Europas qualvolle Tiertransporte
DW
Die EU will den Schutz von Tieren verbessern und Transportregeln verschärfen. Das Parlament setzt sich nun mit den Ergebnissen einer monatelangen Untersuchung auseinander. Diese lieferte teils erschütternde Erkenntnisse.
Die Bilder sind nur schwer zu ertragen: Das aufgebrochene Horn einer Kuh, verschmiert mit dickem, altem Blut. Etwas davon tropft noch auf die gelbe Ohrmarke, auf der die Buchstaben des Herkunftslands noch gut zu erkennen sind – HU für Ungarn. Nutztiere wie dieses sind für den außereuropäischen Markt bestimmt und verbringen oft Tage, wenn nicht sogar Wochen eingepfercht auf Schiffsdecks auf hoher See. Vielen machen Hitze, Wassermangel und Krankheiten zu schaffen. Kadaver verendeter Tiere werden in der Regel einfach über Bord geworfen.

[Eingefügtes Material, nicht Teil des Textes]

pub mod url;
//! Command-line interface parsing and handling
//!
//! This module handles parsing command-line arguments and executing the
//! appropriate commands.

pub mod model_list;
pub mod persona_list;
pub mod provider_list;
pub mod say;

use std::error::Error;
use std::path::PathBuf;

use clap::{Parser, Subcommand};
use tracing_subscriber::EnvFilter;

use crate::cli::model_list::list_models;
use crate::cli::persona_list::list_personas;
use crate::cli::provider_list::list_providers;
use crate::core::config::Config;

#[derive(Parser)]
#[command(name = "parley")]
#[command(about = "A multi-provider chat front end for LLM APIs")]
#[command(
    long_about = "Parley talks to IONOS, OpenAI-compatible, Anthropic, Google, and local \
Ollama endpoints through a single configuration file. Providers, models, and \
personas are declared in TOML; API keys are read from the environment.\n\n\
Credentials:\n\
  Each provider reads its key from <PROVIDER_ID>_API_KEY (uppercased, with\n\
  dashes replaced by underscores), or from the credential_env variable named\n\
  in its configuration entry. Ollama needs no credential.\n\n\
Logging:\n\
  Set RUST_LOG (e.g. RUST_LOG=parley=debug) to control diagnostic output\n\
  on stderr."
)]
pub struct Args {
    #[command(subcommand)]
    pub command: Commands,

    /// Path to the configuration file (defaults to the platform config dir)
    #[arg(short = 'c', long, global = true, value_name = "FILE")]
    pub config: Option<PathBuf>,
}

#[derive(Subcommand)]
pub enum Commands {
    /// List configured providers and their credential status
    Providers,
    /// List configured models for a provider
    Models {
        /// Provider to list models for (defaults to the first configured)
        provider: Option<String>,
    },
    /// List configured personas
    Personas,
    /// Send a single prompt and print the reply
    Say {
        /// Prompt text
        #[arg(trailing_var_arg = true)]
        prompt: Vec<String>,
        /// Provider to use (defaults to the first configured)
        #[arg(short, long)]
        provider: Option<String>,
        /// Model to use (defaults to the provider's first model)
        #[arg(short, long)]
        model: Option<String>,
        /// Persona whose system prompt frames the conversation
        #[arg(long)]
        persona: Option<String>,
        /// Attach a file or directory of files (repeatable)
        #[arg(short = 'f', long = "file", value_name = "PATH")]
        files: Vec<PathBuf>,
    },
}

pub fn main() -> Result<(), Box<dyn Error>> {
    tracing_subscriber::fmt()
        .with_env_filter(
            EnvFilter::try_from_default_env().unwrap_or_else(|_| EnvFilter::new("parley=warn")),
        )
        .with_writer(std::io::stderr)
        .init();

    tokio::runtime::Runtime::new()?.block_on(async_main())
}

async fn async_main() -> Result<(), Box<dyn Error>> {
    let args = Args::parse();
    let config = load_config(args.config.as_deref())?;

    match args.command {
        Commands::Providers => list_providers(&config),
        Commands::Models { provider } => list_models(&config, provider.as_deref()),
        Commands::Personas => list_personas(&config),
        Commands::Say {
            prompt,
            provider,
            model,
            persona,
            files,
        } => say::run_say(config, prompt, provider, model, persona, files).await,
    }
}

fn load_config(path: Option<&std::path::Path>) -> Result<Config, Box<dyn Error>> {
    if let Some(path) = path {
        return Ok(Config::load(path)?);
    }
    match Config::default_path() {
        Some(default) if default.exists() => Ok(Config::load(&default)?),
        _ => Ok(Config::default()),
    }
}
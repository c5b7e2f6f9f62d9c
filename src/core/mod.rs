pub mod assembler;
pub mod config;
pub mod error;
pub mod message;
pub mod orchestrator;
pub mod registry;
pub mod store;
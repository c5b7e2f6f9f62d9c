//! Adapter for Google-style generative language APIs. The credential rides
//! as a query parameter, roles are `user`/`model`, and the system prompt
//! becomes a `systemInstruction`. Streaming is not offered; callers fall
//! back to the blocking round trip.

use async_trait::async_trait;
use serde::{Deserialize, Serialize};

use crate::core::error::{ChatError, ChatResult};
use crate::core::message::{Reply, Role, Usage};
use crate::providers::{
    error_from_response, map_transport_error, split_system, ProviderAdapter, SendRequest,
    REQUEST_TIMEOUT,
};
use crate::utils::url::normalize_base_url;

#[derive(Serialize)]
struct Part<'a> {
    text: &'a str,
}

#[derive(Serialize)]
struct Content<'a> {
    role: &'static str,
    parts: Vec<Part<'a>>,
}

#[derive(Serialize)]
struct SystemInstruction<'a> {
    parts: Vec<Part<'a>>,
}

#[derive(Serialize)]
#[serde(rename_all = "camelCase")]
struct GenerationConfig {
    #[serde(skip_serializing_if = "Option::is_none")]
    temperature: Option<f64>,
    #[serde(skip_serializing_if = "Option::is_none")]
    max_output_tokens: Option<u32>,
}

#[derive(Serialize)]
#[serde(rename_all = "camelCase")]
struct GenerateContentRequest<'a> {
    contents: Vec<Content<'a>>,
    #[serde(skip_serializing_if = "Option::is_none")]
    system_instruction: Option<SystemInstruction<'a>>,
    generation_config: GenerationConfig,
}

#[derive(Deserialize)]
struct ResponsePart {
    #[serde(default)]
    text: Option<String>,
}

#[derive(Deserialize)]
struct ResponseContent {
    #[serde(default)]
    parts: Vec<ResponsePart>,
}

#[derive(Deserialize)]
#[serde(rename_all = "camelCase")]
struct Candidate {
    content: Option<ResponseContent>,
    #[serde(default)]
    finish_reason: Option<String>,
}

#[derive(Deserialize)]
#[serde(rename_all = "camelCase")]
struct UsageMetadata {
    #[serde(default)]
    prompt_token_count: u64,
    #[serde(default)]
    candidates_token_count: u64,
    #[serde(default)]
    total_token_count: u64,
}

#[derive(Deserialize)]
#[serde(rename_all = "camelCase")]
struct GenerateContentResponse {
    #[serde(default)]
    candidates: Vec<Candidate>,
    #[serde(default)]
    usage_metadata: Option<UsageMetadata>,
}

pub struct GoogleAdapter {
    client: reqwest::Client,
    provider_id: String,
    base_url: String,
    api_key: Option<String>,
    credential_env: String,
}

impl GoogleAdapter {
    pub fn new(
        client: reqwest::Client,
        provider_id: impl Into<String>,
        base_url: impl Into<String>,
        api_key: Option<String>,
        credential_env: impl Into<String>,
    ) -> Self {
        Self {
            client,
            provider_id: provider_id.into(),
            base_url: base_url.into(),
            api_key,
            credential_env: credential_env.into(),
        }
    }

    fn build_request(request: &SendRequest) -> GenerateContentRequest<'_> {
        let (_, turns) = split_system(&request.messages);
        GenerateContentRequest {
            contents: turns
                .iter()
                .map(|m| Content {
                    role: if m.role == Role::Assistant {
                        "model"
                    } else {
                        "user"
                    },
                    parts: vec![Part { text: &m.content }],
                })
                .collect(),
            system_instruction: match request.messages.first() {
                Some(first) if first.role == Role::System => Some(SystemInstruction {
                    parts: vec![Part {
                        text: &first.content,
                    }],
                }),
                _ => None,
            },
            generation_config: GenerationConfig {
                temperature: request.options.temperature,
                max_output_tokens: request.options.max_tokens,
            },
        }
    }
}

#[async_trait]
impl ProviderAdapter for GoogleAdapter {
    async fn send(&self, request: SendRequest) -> ChatResult<Reply> {
        let api_key = self.api_key.as_deref().ok_or_else(|| ChatError::Authentication {
            provider: self.provider_id.clone(),
            message: format!("{} not set in environment", self.credential_env),
        })?;

        let url = format!(
            "{}/v1beta/models/{}:generateContent",
            normalize_base_url(&self.base_url),
            request.model_id
        );
        let response = self
            .client
            .post(url)
            .query(&[("key", api_key)])
            .header("Content-Type", "application/json")
            .json(&Self::build_request(&request))
            .timeout(REQUEST_TIMEOUT)
            .send()
            .await
            .map_err(|e| map_transport_error(&self.provider_id, e))?;
        if !response.status().is_success() {
            return Err(error_from_response(&self.provider_id, response).await);
        }

        let body: GenerateContentResponse =
            response
                .json()
                .await
                .map_err(|e| ChatError::ProviderResponse {
                    provider: self.provider_id.clone(),
                    message: format!("undecodable response body: {e}"),
                })?;

        let candidate = body
            .candidates
            .into_iter()
            .next()
            .ok_or_else(|| ChatError::ProviderResponse {
                provider: self.provider_id.clone(),
                message: "response contained no candidates".to_string(),
            })?;
        let content = candidate
            .content
            .map(|c| {
                c.parts
                    .iter()
                    .filter_map(|p| p.text.as_deref())
                    .collect::<Vec<_>>()
                    .join("")
            })
            .unwrap_or_default();

        Ok(Reply {
            content,
            finish_reason: candidate.finish_reason,
            usage: body.usage_metadata.map(|u| Usage {
                input_tokens: u.prompt_token_count,
                output_tokens: u.candidates_token_count,
                total_tokens: u.total_token_count,
            }),
        })
    }
}

#[cfg(test)]
mod tests {
    use super::*;
    use crate::core::message::Message;
    use crate::providers::SendOptions;

    #[test]
    fn assistant_turns_become_model_role() {
        let request = SendRequest {
            model_id: "gemini-pro".to_string(),
            messages: vec![
                Message::system("be kind"),
                Message::user("hi"),
                Message::assistant("hello"),
            ],
            options: SendOptions {
                temperature: None,
                max_tokens: Some(2048),
            },
        };
        let wire = GoogleAdapter::build_request(&request);
        let json = serde_json::to_value(&wire).unwrap();
        assert_eq!(json["systemInstruction"]["parts"][0]["text"], "be kind");
        let contents = json["contents"].as_array().unwrap();
        assert_eq!(contents.len(), 2);
        assert_eq!(contents[0]["role"], "user");
        assert_eq!(contents[1]["role"], "model");
        assert_eq!(json["generationConfig"]["maxOutputTokens"], 2048);
    }

    #[test]
    fn response_joins_candidate_parts() {
        let body = r#"{
            "candidates": [{
                "content": {"role": "model", "parts": [{"text": "Hello "}, {"text": "world"}]},
                "finishReason": "STOP"
            }],
            "usageMetadata": {"promptTokenCount": 4, "candidatesTokenCount": 2, "totalTokenCount": 6}
        }"#;
        let parsed: GenerateContentResponse = serde_json::from_str(body).unwrap();
        let candidate = &parsed.candidates[0];
        assert_eq!(candidate.finish_reason.as_deref(), Some("STOP"));
        let text: String = candidate
            .content
            .as_ref()
            .unwrap()
            .parts
            .iter()
            .filter_map(|p| p.text.as_deref())
            .collect();
        assert_eq!(text, "Hello world");
        assert_eq!(parsed.usage_metadata.unwrap().total_token_count, 6);
    }
}
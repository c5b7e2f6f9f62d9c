//! Adapter for a local Ollama-style inference server. No credential; the
//! base URL points at the local network. Streaming arrives as NDJSON with
//! a `done: true` terminator.

use async_trait::async_trait;
use futures_util::StreamExt;
use serde::{Deserialize, Serialize};
use tokio::sync::mpsc;
use tokio_util::sync::CancellationToken;

use crate::core::error::{ChatError, ChatResult};
use crate::core::message::{PartialReply, Reply, Usage};
use crate::providers::sse::LineBuffer;
use crate::providers::{
    error_from_response, map_transport_error, ProviderAdapter, SendRequest, StreamEvent,
    REQUEST_TIMEOUT,
};
use crate::utils::url::construct_api_url;

pub const DEFAULT_BASE_URL: &str = "http://localhost:11434";

#[derive(Serialize)]
struct WireMessage<'a> {
    role: &'a str,
    content: &'a str,
}

#[derive(Serialize)]
struct WireOptions {
    #[serde(skip_serializing_if = "Option::is_none")]
    temperature: Option<f64>,
    #[serde(skip_serializing_if = "Option::is_none")]
    num_predict: Option<u32>,
}

#[derive(Serialize)]
struct ChatRequest<'a> {
    model: &'a str,
    messages: Vec<WireMessage<'a>>,
    stream: bool,
    options: WireOptions,
}

#[derive(Deserialize)]
struct ResponseMessage {
    #[serde(default)]
    content: String,
}

#[derive(Deserialize)]
struct ChatResponse {
    message: Option<ResponseMessage>,
    #[serde(default)]
    done: bool,
    #[serde(default)]
    done_reason: Option<String>,
    #[serde(default)]
    prompt_eval_count: Option<u64>,
    #[serde(default)]
    eval_count: Option<u64>,
}

impl ChatResponse {
    fn usage(&self) -> Option<Usage> {
        match (self.prompt_eval_count, self.eval_count) {
            (None, None) => None,
            (input, output) => {
                let input = input.unwrap_or(0);
                let output = output.unwrap_or(0);
                Some(Usage {
                    input_tokens: input,
                    output_tokens: output,
                    total_tokens: input + output,
                })
            }
        }
    }
}

pub struct OllamaAdapter {
    client: reqwest::Client,
    provider_id: String,
    base_url: String,
}

impl OllamaAdapter {
    pub fn new(
        client: reqwest::Client,
        provider_id: impl Into<String>,
        base_url: impl Into<String>,
    ) -> Self {
        let base_url: String = base_url.into();
        Self {
            client,
            provider_id: provider_id.into(),
            base_url: if base_url.is_empty() {
                DEFAULT_BASE_URL.to_string()
            } else {
                base_url
            },
        }
    }

    fn build_request<'a>(request: &'a SendRequest, stream: bool) -> ChatRequest<'a> {
        ChatRequest {
            model: &request.model_id,
            messages: request
                .messages
                .iter()
                .map(|m| WireMessage {
                    role: m.role.as_str(),
                    content: &m.content,
                })
                .collect(),
            stream,
            options: WireOptions {
                temperature: request.options.temperature,
                num_predict: request.options.max_tokens,
            },
        }
    }

    async fn post(&self, request: &SendRequest, stream: bool) -> ChatResult<reqwest::Response> {
        let url = construct_api_url(&self.base_url, "api/chat");
        let mut builder = self
            .client
            .post(url)
            .header("Content-Type", "application/json")
            .json(&Self::build_request(request, stream));
        if !stream {
            builder = builder.timeout(REQUEST_TIMEOUT);
        }
        let response = builder
            .send()
            .await
            .map_err(|e| map_transport_error(&self.provider_id, e))?;
        if !response.status().is_success() {
            return Err(error_from_response(&self.provider_id, response).await);
        }
        Ok(response)
    }
}

#[async_trait]
impl ProviderAdapter for OllamaAdapter {
    async fn send(&self, request: SendRequest) -> ChatResult<Reply> {
        let response = self.post(&request, false).await?;
        let body: ChatResponse = response
            .json()
            .await
            .map_err(|e| ChatError::ProviderResponse {
                provider: self.provider_id.clone(),
                message: format!("undecodable response body: {e}"),
            })?;

        let message = body.message.as_ref().ok_or_else(|| ChatError::ProviderResponse {
            provider: self.provider_id.clone(),
            message: "response contained no message".to_string(),
        })?;

        Ok(Reply {
            content: message.content.clone(),
            finish_reason: body.done_reason.clone(),
            usage: body.usage(),
        })
    }

    async fn send_streaming(
        &self,
        request: SendRequest,
        tx: mpsc::UnboundedSender<StreamEvent>,
        cancel: CancellationToken,
    ) {
        let response = match self.post(&request, true).await {
            Ok(response) => response,
            Err(err) => {
                let _ = tx.send(StreamEvent::Failed(err));
                return;
            }
        };

        let mut stream = response.bytes_stream();
        let mut lines = LineBuffer::new();
        let mut content = String::new();

        while let Some(chunk) = stream.next().await {
            if cancel.is_cancelled() {
                return;
            }
            let chunk = match chunk {
                Ok(bytes) => bytes,
                Err(e) => {
                    let _ = tx.send(StreamEvent::Failed(map_transport_error(
                        &self.provider_id,
                        e,
                    )));
                    return;
                }
            };
            lines.push(&chunk);

            while let Some(line) = lines.next_line() {
                if line.is_empty() {
                    continue;
                }
                let parsed: ChatResponse = match serde_json::from_str(&line) {
                    Ok(parsed) => parsed,
                    Err(e) => {
                        let _ = tx.send(StreamEvent::Failed(ChatError::ProviderResponse {
                            provider: self.provider_id.clone(),
                            message: format!("undecodable stream line: {e}"),
                        }));
                        return;
                    }
                };
                if let Some(message) = &parsed.message {
                    if !message.content.is_empty() {
                        content.push_str(&message.content);
                        let _ = tx.send(StreamEvent::Delta(PartialReply {
                            delta_text: message.content.clone(),
                        }));
                    }
                }
                if parsed.done {
                    let _ = tx.send(StreamEvent::Done(Reply {
                        content,
                        finish_reason: parsed.done_reason.clone(),
                        usage: parsed.usage(),
                    }));
                    return;
                }
            }
        }

        let _ = tx.send(StreamEvent::Done(Reply {
            content,
            finish_reason: None,
            usage: None,
        }));
    }
}

#[cfg(test)]
mod tests {
    use super::*;
    use crate::core::message::Message;
    use crate::providers::SendOptions;

    #[test]
    fn empty_base_url_falls_back_to_localhost() {
        let adapter = OllamaAdapter::new(reqwest::Client::new(), "ollama", "");
        assert_eq!(adapter.base_url, DEFAULT_BASE_URL);
    }

    #[test]
    fn request_nests_options() {
        let request = SendRequest {
            model_id: "llama3".to_string(),
            messages: vec![Message::system("sys"), Message::user("hi")],
            options: SendOptions {
                temperature: Some(0.7),
                max_tokens: Some(256),
            },
        };
        let wire = OllamaAdapter::build_request(&request, true);
        let json = serde_json::to_value(&wire).unwrap();
        assert_eq!(json["options"]["temperature"], 0.7);
        assert_eq!(json["options"]["num_predict"], 256);
        assert_eq!(json["messages"][0]["role"], "system");
    }

    #[test]
    fn stream_lines_accumulate_until_done() {
        let first: ChatResponse =
            serde_json::from_str(r#"{"message":{"role":"assistant","content":"Hel"},"done":false}"#)
                .unwrap();
        assert!(!first.done);
        assert_eq!(first.message.unwrap().content, "Hel");

        let last: ChatResponse = serde_json::from_str(
            r#"{"message":{"role":"assistant","content":""},"done":true,"done_reason":"stop","prompt_eval_count":9,"eval_count":4}"#,
        )
        .unwrap();
        assert!(last.done);
        assert_eq!(last.done_reason.as_deref(), Some("stop"));
        assert_eq!(last.usage().unwrap().total_tokens, 13);
    }
}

"Trinken Sie besser einen Schnaps, bevor Sie sich das ansehen", hatte Gabriel Paun noch gesagt. Er arbeitet für die Tierschutzorganisation Animals International und hat der DW Videomaterial seiner Recherchen zur Verfügung gestellt. Zu sehen sind unter anderem Kühe, eingekotet in der Hitze und zusammengebrochen auf LKW-Ladeflächen. Schafe, die mit Schlägen und Elektroschocks auf Schiffe getrieben werden und dilettantisch durchgeführte Schlachtungen in den Zielländern. Zu diesen gehören unter anderem Saudi Arabien, der Libanon, Libyen oder Israel.
Jahrelang haben Gabriel Paun und weitere Aktivisten Transporte von Nutztieren in der EU und über ihre Grenzen hinweg dokumentiert. Aus Angst vor Repressalien haben sie diese häufig aus Verstecken heraus heimlich gefilmt. Immer wieder habe es Probleme mit der Polizei gegeben. In Slowenien, erzählt Paun, sei er von einem Polizisten mit gezogener Waffe dazu gezwungen worden, einen Strafzettel zu unterschreiben. Er hatte die Polizei zuvor selbst gerufen, damit diese sich bei starker Hitze einen problematischen Transport ansehen sollten.
"Sie hatten keine Ahnung, dass es überhaupt europäische Gesetze dazu gibt. Sie sollten auf den Straßen sein und die LKW davon abhalten, bei Temperaturen zu fahren, bei denen selbst Asphalt schmilzt und die Tiere auf den Anhängern sterben", berichtet Paun von dem Erlebnis.
Mehr als 3,8 Millionen Tiere werden jeden Tag durch die EU transportiert. Aber auch der besonders lange und stressige Export von lebendem Vieh aus der EU in Drittstaaten ist ein großes Geschäft. Allein etwa drei Millionen lebende Schafe und Lämmer wurden 2020 aus der EU exportiert. Zu den größten Abnehmern gehören Länder wie Jordanien, Saudi Arabien und Israel.